Quelle a été la genèse de cet ouvrage ?

Dans le cadre de nos programmes, nous avons invité de nombreux dirigeants à témoigner auprès de nos étudiants sur la façon « d’être soi et d’être avec » dans l’exercice de leurs fonctions. Leurs visions respectives convergent souvent, divergent parfois, et il nous a semblé que ces échanges méritaient d’être publiés.

En quoi consiste l’authenticité dans la vie professionnelle, un thème largement développé dans cet ouvrage ?
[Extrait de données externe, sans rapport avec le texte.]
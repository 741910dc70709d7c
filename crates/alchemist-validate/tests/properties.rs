//! Property tests for the row checks and the error reducer.

use alchemist_model::{CellValue, Entity, Row, Table, ValidationError};
use alchemist_validate::{merge_errors, validate_clients, validate_table};
use proptest::prelude::*;

fn client_row(index: usize, priority: &CellValue) -> Row {
    Row::from_pairs([
        ("ClientID", CellValue::from(format!("C{index}"))),
        ("PriorityLevel", priority.clone()),
        ("RequestedTaskIDs", CellValue::from("T1")),
        ("GroupTag", CellValue::from("GA")),
        ("AttributesJSON", CellValue::from("{}")),
    ])
}

fn priority_cell() -> impl Strategy<Value = CellValue> {
    prop_oneof![
        (-3i32..9).prop_map(|value| CellValue::Number(f64::from(value))),
        (-3i32..9).prop_map(|value| CellValue::from(value.to_string())),
        "[a-z]{1,6}".prop_map(CellValue::from),
        Just(CellValue::Missing),
    ]
}

fn is_valid_priority(cell: &CellValue) -> bool {
    let number = match cell {
        CellValue::Number(number) => Some(*number),
        CellValue::Text(text) => text.trim().parse::<f64>().ok(),
        CellValue::Missing => None,
    };
    number.is_some_and(|number| (1.0..=5.0).contains(&number))
}

fn entity_strategy() -> impl Strategy<Value = Entity> {
    prop_oneof![
        Just(Entity::Clients),
        Just(Entity::Workers),
        Just(Entity::Tasks),
        Just(Entity::Rules),
    ]
}

fn error_strategy() -> impl Strategy<Value = ValidationError> {
    (entity_strategy(), 0usize..20, "[A-Za-z]{1,8}")
        .prop_map(|(entity, row, field)| ValidationError::error(entity, row, field, "problem"))
}

proptest! {
    #[test]
    fn priority_error_exactly_for_out_of_range_rows(cells in prop::collection::vec(priority_cell(), 0..12)) {
        let rows = cells.iter().enumerate().map(|(index, cell)| client_row(index, cell)).collect();
        let errors = validate_clients(&Table::from_rows(Entity::Clients, rows));
        for (index, cell) in cells.iter().enumerate() {
            let count = errors
                .iter()
                .filter(|error| error.row == Some(index) && error.field == "PriorityLevel")
                .count();
            prop_assert_eq!(count, usize::from(!is_valid_priority(cell)));
        }
    }

    #[test]
    fn validation_is_idempotent(cells in prop::collection::vec(priority_cell(), 0..12)) {
        let rows: Vec<Row> = cells
            .iter()
            .enumerate()
            .map(|(index, cell)| client_row(index % 4, cell))
            .collect();
        let table = Table::from_rows(Entity::Clients, rows);
        prop_assert_eq!(validate_table(&table), validate_table(&table));
    }

    #[test]
    fn merge_replaces_only_the_given_entity(
        previous in prop::collection::vec(error_strategy(), 0..20),
        fresh in prop::collection::vec(error_strategy(), 0..5),
        entity in entity_strategy(),
    ) {
        let fresh: Vec<ValidationError> = fresh
            .into_iter()
            .map(|mut error| { error.entity = entity; error })
            .collect();
        let merged = merge_errors(&previous, entity, fresh.clone());

        let kept: Vec<&ValidationError> = previous.iter().filter(|error| error.entity != entity).collect();
        prop_assert_eq!(merged.len(), kept.len() + fresh.len());
        prop_assert!(merged[..kept.len()].iter().zip(kept).all(|(left, right)| left == right));
        prop_assert_eq!(&merged[merged.len() - fresh.len()..], fresh.as_slice());
    }
}
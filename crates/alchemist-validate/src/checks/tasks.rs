//! Task row checks.

use std::sync::LazyLock;

use alchemist_model::{Entity, TaskRecord, ValidationError};
use regex::Regex;

use crate::util::{UniqueIds, at_least};

/// Either a JSON-style array literal or a comma list of phases and ranges
/// such as `1,2,4-6`.
static PREFERRED_PHASES_REGEX: LazyLock<Regex> = LazyLock::new(|| {
    Regex::new(r"^\[.*\]$|^([0-9]+(-[0-9]+)?)(,[0-9]+(-[0-9]+)?)*$")
        .expect("Invalid PreferredPhases regex")
});

/// Check task identifiers, duration, concurrency and preferred phases.
pub fn check(records: &[TaskRecord]) -> Vec<ValidationError> {
    let mut errors = Vec::new();
    let mut ids = UniqueIds::new(Entity::Tasks, "TaskID");

    for (row, record) in records.iter().enumerate() {
        ids.check(row, &record.task_id, &mut errors);

        if !at_least(&record.duration, 1.0) {
            errors.push(ValidationError::error(
                Entity::Tasks,
                row,
                "Duration",
                "Duration must be ≥ 1",
            ));
        }

        if !at_least(&record.max_concurrent, 1.0) {
            errors.push(ValidationError::error(
                Entity::Tasks,
                row,
                "MaxConcurrent",
                "MaxConcurrent must be ≥ 1",
            ));
        }

        // Blank or non-text phases are not checked.
        if let Some(phases) = &record.preferred_phases
            && !is_phase_spec(phases)
        {
            errors.push(ValidationError::error(
                Entity::Tasks,
                row,
                "PreferredPhases",
                "Invalid format in PreferredPhases",
            ));
        }
    }

    errors
}

/// Whether a `PreferredPhases` value has an accepted shape.
pub fn is_phase_spec(value: &str) -> bool {
    PREFERRED_PHASES_REGEX.is_match(value)
}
Il existe autant de définitions de l’authenticité que d’individus qui prennent la parole dans ce livre. Pour Jean-Dominique Sénard, par exemple, ex-patron de Michelin et actuel patron de Renault, l’authenticité est très liée aux valeurs. C’est « une façon comme une autre de faire le lien entre la morale personnelle et l’éthique de l’entreprise », une capacité à « dire non quand quelque chose ne vous convient pas ». Quant aux étudiants, ils insistent sur leur volonté de choisir une voie qui leur correspond authentiquement. Ils interpellent les entreprises et les enjoignent de s’interroger sur leur raison d’être et sur ce qui a été sacrifié à la logique dominante du profit.

Cette valorisation de l’authenticité constitue-t-elle une rupture par rapport au passé ?

Certainement, comme en témoignent les intervenants de l’ouvrage. Ainsi, Hubert de Boisredon, PDG du groupe industriel Armor, qui a effectué dans les années 1980 un séjour à New York dans le cadre de sa scolarité à HEC, se souvient que les travaux de Milton Friedman dominaient à l’époque dans les manuels de référence. Il raconte que la première page de son livre de finance internationale indiquait que « le but de l’entreprise est de maximiser le profit pour ses actionnaires » et qu’il était déjà mal à l’aise avec cette finalité.

Quels témoignages de dirigeants vous ont le plus frappés ?

Ceux qui expriment un malaise lié aux exigences des actionnaires. Antoine Frérot, patron de Veolia, le dit clairement : « J’ai parfois souffert d’une certaine impression d’inauthenticité, par exemple lors des traditionnels roadshows financiers que les dirigeants d’entreprises animent chaque année à l’intention des actionnaires et investisseurs potentiels. C’est un exercice auquel je me livre depuis vingt ans et il m’est arrivé de me surprendre à dire à mes interlocuteurs ce qu’ils attendaient que je dise et non ce que je pensais réellement. » Hubert de Boisredon insiste quant à lui sur la nécessité d’être en phase avec ses convictions : « La mission, comme d’ailleurs le management par la confiance ou l’engagement environnemental et sociétal, doit être considérée comme un but en soi, et jamais comme le moyen d’une plus grande performance. Nous devons nous engager par conviction, parce que le monde en a besoin, pas avec l’intérêt caché d’utiliser ces convictions dans le but de maximiser notre rentabilité. Sinon, toute la stratégie que nous déroulons sera inauthentique. » Il pointe le fait que les jeunes générations ne supportent plus le décalage entre des intentions affichées et la réalité des comportements quotidiens.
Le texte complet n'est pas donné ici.